Un marroquí degüella a su compañera en el piso que ocupaban en la Puerta Carmona
El agresor se dio a la fuga y aún se desconoce su paradero. Antes de huir, pasó por un bar donde estaba otro ex novio de la víctima y le hizo una señal de degollamiento
ABC, , 04-11-2010Una mujer de 39 años de edad, identificada como Carmen R. J., murió ayer degollada por su pareja sentimental, un individuo de origen marroquí que la atacó en su propio domicilio y acto seguido se dio a la fuga. A la hora del cierre de la presente edición, la Policía no había logrado dar aún con el asesino, de nombre Issam.
Tras cometer el asesinato y antes de darse a la fuga, el individuo aún tuvo la sangre fría de detenerse ante un bar cercano, donde se encontraba un ex compañero de la víctima, al que le hizo una gráfica señal de degollamiento.

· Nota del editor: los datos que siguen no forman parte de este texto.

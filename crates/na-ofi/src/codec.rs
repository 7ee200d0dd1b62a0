//! Address codecs: URI string <-> native address blob conversion and the
//! 64-bit key contract over native-address bytes.
//!
//! Blob layouts are crate-defined and stable, since they travel inside
//! serialized addresses:
//! - sin: `[ipv4: 4 BE][port: 2 BE][0; 2]`
//! - psm2: two little-endian u64 (the epid pair)
//! - gni: `[device_addr: 4 LE][cdm_id: 4 LE][name_type: 1]
//!   [cm_nic_cdm_id: 3 LE][cookie: 4 LE][rx_ctx_cnt: 1][0; 15]`

use std::hash::{BuildHasherDefault, Hasher};
use std::net::Ipv4Addr;

use byteorder::{ByteOrder, LittleEndian};
use ofi::Format;

use crate::error::Error;

pub(crate) const SIN_ADDRLEN: usize = 8;
pub(crate) const PSM2_ADDRLEN: usize = 16;
pub(crate) const GNI_ADDRLEN: usize = 32;

const GNI_AV_STR_ADDR_VERSION: u32 = 1;

pub(crate) fn sin_blob(ip: Ipv4Addr, port: u16) -> Vec<u8> {
    let mut blob = Vec::with_capacity(SIN_ADDRLEN);
    blob.extend_from_slice(&ip.octets());
    blob.extend_from_slice(&port.to_be_bytes());
    blob.extend_from_slice(&[0, 0]);
    blob
}

pub(crate) fn sin_ip_port(blob: &[u8]) -> Option<(Ipv4Addr, u16)> {
    if blob.len() < 6 {
        return None;
    }
    Some((
        Ipv4Addr::new(blob[0], blob[1], blob[2], blob[3]),
        u16::from_be_bytes([blob[4], blob[5]]),
    ))
}

/// Parse the provider-specific part of a `<prov>://...` URI into the
/// native blob for the given address format.
pub(crate) fn parse_uri(format: Format, uri: &str) -> Result<Vec<u8>, Error> {
    let rest = uri
        .split_once("://")
        .ok_or(Error::ProtocolNotSupported(format!("malformed URI: {uri}")))?
        .1;
    match format {
        Format::Sin => parse_sin(rest),
        // PSM2 addresses are externally represented as IP:port.
        Format::Psm2 => parse_sin(rest),
        Format::Gni => parse_gni(rest),
    }
}

fn parse_sin(rest: &str) -> Result<Vec<u8>, Error> {
    let rest = rest.split('/').next().unwrap_or_default();
    let (host, port) = match rest.split_once(':') {
        Some((host, port)) => {
            let port = port
                .parse::<u16>()
                .map_err(|_| Error::ProtocolNotSupported(format!("bad port in: {rest}")))?;
            (host, port)
        }
        None => (rest, 0),
    };
    let ip = if host.is_empty() {
        Ipv4Addr::UNSPECIFIED
    } else {
        host.parse::<Ipv4Addr>()
            .map_err(|_| Error::ProtocolNotSupported(format!("bad IPv4 address: {host}")))?
    };
    Ok(sin_blob(ip, port))
}

fn parse_gni(rest: &str) -> Result<Vec<u8>, Error> {
    fn dec(field: &str) -> Option<u32> {
        field.parse().ok()
    }
    fn hex(field: &str) -> Option<u32> {
        u32::from_str_radix(field.strip_prefix("0x")?, 16).ok()
    }

    let fields: Vec<&str> = rest.split(':').collect();
    if fields.len() != 7 {
        return Err(Error::ProtocolNotSupported(format!(
            "GNI address needs 7 fields: {rest}"
        )));
    }
    let parsed = (
        dec(fields[0]),
        hex(fields[1]),
        hex(fields[2]),
        dec(fields[3]),
        hex(fields[4]),
        hex(fields[5]),
        dec(fields[6]),
    );
    let (version, device_addr, cdm_id, name_type, cm_nic_cdm_id, cookie, rx_ctx_cnt) = match parsed
    {
        (Some(a), Some(b), Some(c), Some(d), Some(e), Some(f), Some(g)) => (a, b, c, d, e, f, g),
        _ => {
            return Err(Error::ProtocolNotSupported(format!(
                "bad GNI address field in: {rest}"
            )))
        }
    };
    if version != GNI_AV_STR_ADDR_VERSION {
        return Err(Error::ProtocolNotSupported(format!(
            "unsupported GNI address version {version}"
        )));
    }
    tracing::debug!(
        device_addr,
        cdm_id,
        name_type,
        cm_nic_cdm_id,
        cookie,
        rx_ctx_cnt,
        "decoded GNI address"
    );

    let mut blob = vec![0u8; GNI_ADDRLEN];
    LittleEndian::write_u32(&mut blob[0..4], device_addr);
    LittleEndian::write_u32(&mut blob[4..8], cdm_id);
    blob[8] = (name_type & 0xff) as u8;
    LittleEndian::write_u24(&mut blob[9..12], cm_nic_cdm_id & 0xff_ffff);
    LittleEndian::write_u32(&mut blob[12..16], cookie);
    blob[16] = (rx_ctx_cnt & 0xff) as u8;
    Ok(blob)
}

/// Render a native blob as the provider-specific URI part. Used when the
/// fabric's straddr helper is not applicable.
pub(crate) fn native_to_string(format: Format, blob: &[u8]) -> Option<String> {
    match format {
        Format::Sin | Format::Psm2 => {
            let (ip, port) = sin_ip_port(blob)?;
            Some(format!("{ip}:{port}"))
        }
        Format::Gni => {
            if blob.len() < GNI_ADDRLEN {
                return None;
            }
            let device_addr = LittleEndian::read_u32(&blob[0..4]);
            let cdm_id = LittleEndian::read_u32(&blob[4..8]);
            let name_type = blob[8];
            let cm_nic_cdm_id = LittleEndian::read_u24(&blob[9..12]);
            let cookie = LittleEndian::read_u32(&blob[12..16]);
            let rx_ctx_cnt = blob[16];
            Some(format!(
                "{:04}:0x{:08x}:0x{:08x}:{:02}:0x{:06x}:0x{:08x}:{:02}",
                GNI_AV_STR_ADDR_VERSION,
                device_addr,
                cdm_id,
                name_type,
                cm_nic_cdm_id,
                cookie,
                rx_ctx_cnt
            ))
        }
    }
}

/// Derive the 64-bit cache key for a native blob. Zero is reserved and
/// signals an encoding failure.
pub(crate) fn addr_key(format: Format, blob: &[u8]) -> u64 {
    match format {
        Format::Sin => sin_key(blob),
        Format::Psm2 => psm2_key(blob),
        Format::Gni => gni_key(blob),
    }
}

fn sin_key(blob: &[u8]) -> u64 {
    match sin_ip_port(blob) {
        Some((ip, port)) => ((u32::from(ip) as u64) << 32) | port as u64,
        None => 0,
    }
}

/// PSM2 keys dispatch on the blob length: externally-parsed addresses are
/// sin-shaped and use the sin rule; native epid pairs use their first
/// 64 bits.
fn psm2_key(blob: &[u8]) -> u64 {
    match blob.len() {
        SIN_ADDRLEN => sin_key(blob),
        PSM2_ADDRLEN => LittleEndian::read_u64(&blob[0..8]),
        _ => 0,
    }
}

fn gni_key(blob: &[u8]) -> u64 {
    if blob.len() < GNI_ADDRLEN {
        return 0;
    }
    let device_addr = LittleEndian::read_u32(&blob[0..4]);
    let cdm_id = LittleEndian::read_u32(&blob[4..8]);
    ((device_addr as u64) << 32) | cdm_id as u64
}

/// Bucket hash for address-cache keys: mixes the high and low key halves
/// so keys whose ports or cdm-ids cluster still spread across buckets.
#[derive(Default)]
pub(crate) struct KeyMixHasher(u64);

impl Hasher for KeyMixHasher {
    fn finish(&self) -> u64 {
        self.0
    }

    fn write(&mut self, bytes: &[u8]) {
        for &b in bytes {
            self.0 = (self.0 << 8) | b as u64;
        }
    }

    fn write_u64(&mut self, key: u64) {
        let hi = (key >> 32) as u32;
        let lo = key as u32;
        self.0 = ((hi & 0xFFFF_0000) | (lo & 0xFFFF)) as u64;
    }
}

pub(crate) type KeyHashBuilder = BuildHasherDefault<KeyMixHasher>;

#[cfg(test)]
mod test {
    use super::*;

    #[test]
    fn sin_uri_round_trip() {
        let blob = parse_uri(Format::Sin, "sockets://192.168.1.9:4000").unwrap();
        assert_eq!(blob.len(), SIN_ADDRLEN);
        assert_eq!(native_to_string(Format::Sin, &blob).unwrap(), "192.168.1.9:4000");
        assert_eq!(
            addr_key(Format::Sin, &blob),
            ((u32::from(Ipv4Addr::new(192, 168, 1, 9)) as u64) << 32) | 4000
        );

        // Port-only form binds the wildcard address.
        let blob = parse_uri(Format::Sin, "sockets://:9000").unwrap();
        assert_eq!(sin_ip_port(&blob).unwrap(), (Ipv4Addr::UNSPECIFIED, 9000));

        // Host-only form defaults the port.
        let blob = parse_uri(Format::Sin, "sockets://10.0.0.1").unwrap();
        assert_eq!(sin_ip_port(&blob).unwrap(), (Ipv4Addr::new(10, 0, 0, 1), 0));
    }

    #[test]
    fn sin_uri_rejects_garbage() {
        assert!(parse_uri(Format::Sin, "sockets://not-an-ip:20").is_err());
        assert!(parse_uri(Format::Sin, "sockets://1.2.3.4:70000").is_err());
        assert!(parse_uri(Format::Sin, "no-scheme").is_err());
    }

    #[test]
    fn gni_uri_round_trip() {
        let uri = "0001:0x0000abcd:0x00001234:01:0x000099:0xdeadbeef:04";
        let blob = parse_gni(uri).unwrap();
        assert_eq!(blob.len(), GNI_ADDRLEN);
        assert_eq!(native_to_string(Format::Gni, &blob).unwrap(), uri);
        assert_eq!(addr_key(Format::Gni, &blob), (0xabcd_u64 << 32) | 0x1234);

        // Version field is pinned.
        assert!(parse_gni("0002:0x0:0x0:00:0x0:0x0:00").is_err());
        assert!(parse_gni("0001:0x0:0x0").is_err());
    }

    #[test]
    fn psm2_key_dispatches_on_length() {
        // Externally-parsed PSM2 addresses are sin-shaped.
        let sin = parse_uri(Format::Psm2, "psm2://10.1.2.3:88").unwrap();
        assert_eq!(addr_key(Format::Psm2, &sin), addr_key(Format::Sin, &sin));

        // Native epid pairs use their first 64 bits.
        let mut native = vec![0u8; PSM2_ADDRLEN];
        LittleEndian::write_u64(&mut native[0..8], 0x1122_3344_5566_7788);
        assert_eq!(addr_key(Format::Psm2, &native), 0x1122_3344_5566_7788);

        // Unknown lengths are encoding failures.
        assert_eq!(addr_key(Format::Psm2, &[0u8; 4]), 0);
    }

    #[test]
    fn key_hash_mixes_halves() {
        let mut hasher = KeyMixHasher::default();
        hasher.write_u64(0xAAAA_BBBB_CCCC_DDDD);
        // High half keeps its upper 16 bits, low half its lower 16.
        assert_eq!(hasher.finish(), (0xAAAA_0000u64 | 0xDDDD) as u64);
    }
}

El hombre, Isidro Sacristán, conocedor de la actitud agresiva del homicida, creyó entonces que era a él a quien estaba amenazando de muerte, por lo que llamó al 112 para denunciar la amenaza. De hecho, según declaró a los periodistas, su presencia en la zona obedecía a que intentaba hablar con Carmen, con la que había convivido durante catorce años, porque en numerosas ocasiones le había dicho que estaba harta de su compañero, que no quería trabajar y le pegaba continuamente. Pese a ello, la mujer no quería dejarlo porque lo había recogido de la calle. Isidro llegó a asegurar que Issam ya había agredido a Carmen con un arma blanca hace meses.
Hallada aún con vida
Tuvo un mal pálpito y se dirigió hacia el domicilio de Carmen
Eran aproximadamente las ocho de la tarde cuando la dotación de un patrullero de la Policía Local que se encontraba de servicio en la calle Amador de los Ríos se acercaba hasta el lugar, alertado por la llamada de Isidro. Entretanto, éste, al comprobar que Issam se daba a la fuga, tuvo un mal pálpito y se dirigió hacia el domicilio de Carmen, en el número 15 de la calle Luis de Cadarso, cuya puerta encontró cerrada. La casual aparición de otro inquilino del piso, al parecer también de origen marroquí, permitió la entrada tanto de Isidro como de los agentes de la Policía Local, que encontraron a Carmen malherida, con un profundo corte en el cuello.
Pese a la brutalidad del corte, Carmen aún estaba viva y se movía ligeramente. Así la encontraron los sanitarios del 061, aunque su rápida actuación no pudo evitar que la mujer falleciera poco después.
Gritos y golpes
El asesinato había estado precedido de un altercado en el que los vecinos escucharon golpes y gritos, algo a lo que estaban acostumbrados hasta cierto punto, ya que en los últimos meses han sido varios los episodios similares que han tenido que soportar por parte de la pareja.
Al parecer, las broncas habían derivado en una denuncia previa por malos tratos que Carmen acabó retirando el pasado mes de mayo, extremo que niegan algunas fuentes. En cualquier caso, no hay constancia de que contra el agresor hubieran sido dictadas medidas cautelares de algún tipo. Sólo ha trascendido que el individuo, de unos 37 años, tiene un antecedente por conducir ebrio y también le consta una orden que le prohíbe la entrada en Italia.
El piso en el que ocurrió la tragedia está habitado por varias personas y funciona, según algunas fuentes, al modo «okupa», por lo que hay quien no se recata en afirmar que los que allí moran son «medio indigentes».
En este sentido, algunos vecinos mostraban ayer su malestar por esta situación y por las continuas discusiones elevadas de tono que allí se han producido en los últimos tiempos. Otros, como es el caso de la vecina del piso de abajo, aseguraba ayer que no había escuchado ninguna bronca entre Carmen y el que al final resultó ser su asesino.
Asesinato en El Rocío
Este nuevo episodio de violencia de género no es el primero que se produce este año en la capital sevillana, donde el pasado mes de mayo murió asesinada en plena calle Ana Jiménez Castillo, una mujer de 50 años a la que dio muerte de ocho puñaladas el que había sido su compañero sentimental, Richard Genaro Q. C., un ecuatoriano de 38 años que la asaltó en la barriada del Rocío, a escasos metros de donde residía la víctima.
También, hace mes y medio, un ciudadano marroquí identificado como O. G., de 36 años, apuñaló a su mujer en plena calle Bailén, hiriéndola de gravedad. El individuo fue detenido gracias a la colaboración de algunos transeúntes, que se percataron del suceso y lograron inmovilizarlo hasta que llegó la Policía.